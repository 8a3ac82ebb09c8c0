//! Local kinematics
//!
//! When the remote device reports only its pointer, node poses are computed
//! locally: the kinematics model yields each node's pose relative to the cell
//! origin, and [`origin_transform`] places it in the world.
//!
//! Rotations are Euler angles in degrees, applied in X, Y, Z order.

use glam::{DMat4, DQuat, DVec3, EulerRot};
use robolink_core::Pose;

/// Node poses of a device model as a function of its pointer
pub trait Kinematics: Send + Sync {
    /// Names of the nodes this model drives
    fn node_names(&self) -> Vec<String>;

    /// Pose of every driven node relative to the cell origin
    fn node_poses(&self, pointer: &Pose) -> Vec<(String, Pose)>;
}

/// Homogeneous transform of a pose
pub fn pose_to_matrix(pose: &Pose) -> DMat4 {
    let rotation = DQuat::from_euler(
        EulerRot::XYZ,
        pose.r.to_radians(),
        pose.p.to_radians(),
        pose.w.to_radians(),
    );
    DMat4::from_rotation_translation(rotation, DVec3::new(pose.x, pose.y, pose.z))
}

/// Pose of a homogeneous transform
pub fn matrix_to_pose(matrix: &DMat4) -> Pose {
    let (_, rotation, translation) = matrix.to_scale_rotation_translation();
    let (r, p, w) = rotation.to_euler(EulerRot::XYZ);
    Pose::new(
        translation.x,
        translation.y,
        translation.z,
        r.to_degrees(),
        p.to_degrees(),
        w.to_degrees(),
    )
}

/// Place a pose given relative to `origin` in world coordinates
pub fn origin_transform(origin: &Pose, local: &Pose) -> Pose {
    matrix_to_pose(&(pose_to_matrix(origin) * pose_to_matrix(local)))
}

/// Three-axis gantry (portal) kinematics
///
/// The X carriage follows the pointer's x, the Y carriage rides on it, and
/// the Z carriage carries the pointer. Only the pointer node rotates.
#[derive(Debug, Clone)]
pub struct PortalKinematics {
    x_axis: String,
    y_axis: String,
    z_axis: String,
    pointer: String,
}

impl PortalKinematics {
    /// Gantry with the default node names `x_axis`, `y_axis`, `z_axis`, `pointer`
    pub fn new() -> Self {
        Self::with_nodes("x_axis", "y_axis", "z_axis", "pointer")
    }

    /// Gantry with custom node names
    pub fn with_nodes(
        x_axis: impl Into<String>,
        y_axis: impl Into<String>,
        z_axis: impl Into<String>,
        pointer: impl Into<String>,
    ) -> Self {
        Self {
            x_axis: x_axis.into(),
            y_axis: y_axis.into(),
            z_axis: z_axis.into(),
            pointer: pointer.into(),
        }
    }
}

impl Default for PortalKinematics {
    fn default() -> Self {
        Self::new()
    }
}

impl Kinematics for PortalKinematics {
    fn node_names(&self) -> Vec<String> {
        vec![
            self.x_axis.clone(),
            self.y_axis.clone(),
            self.z_axis.clone(),
            self.pointer.clone(),
        ]
    }

    fn node_poses(&self, pointer: &Pose) -> Vec<(String, Pose)> {
        vec![
            (
                self.x_axis.clone(),
                Pose::new(pointer.x, 0.0, 0.0, 0.0, 0.0, 0.0),
            ),
            (
                self.y_axis.clone(),
                Pose::new(pointer.x, pointer.y, 0.0, 0.0, 0.0, 0.0),
            ),
            (
                self.z_axis.clone(),
                Pose::new(pointer.x, pointer.y, pointer.z, 0.0, 0.0, 0.0),
            ),
            (self.pointer.clone(), *pointer),
        ]
    }
}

——————

→ Task statement:
Please output exactly the lines between the one holding "Y, Z order." and the one holding "pub fn pose_to_matrix(pose: &Pose)" in the records above, inclusive, and nothing more.

→ Completed task:
//! Rotations are Euler angles in degrees, applied in X, Y, Z order.

use glam::{DMat4, DQuat, DVec3, EulerRot};
use robolink_core::Pose;

/// Node poses of a device model as a function of its pointer
pub trait Kinematics: Send + Sync {
    /// Names of the nodes this model drives
    fn node_names(&self) -> Vec<String>;

    /// Pose of every driven node relative to the cell origin
    fn node_poses(&self, pointer: &Pose) -> Vec<(String, Pose)>;
}

/// Homogeneous transform of a pose
pub fn pose_to_matrix(pose: &Pose) -> DMat4 {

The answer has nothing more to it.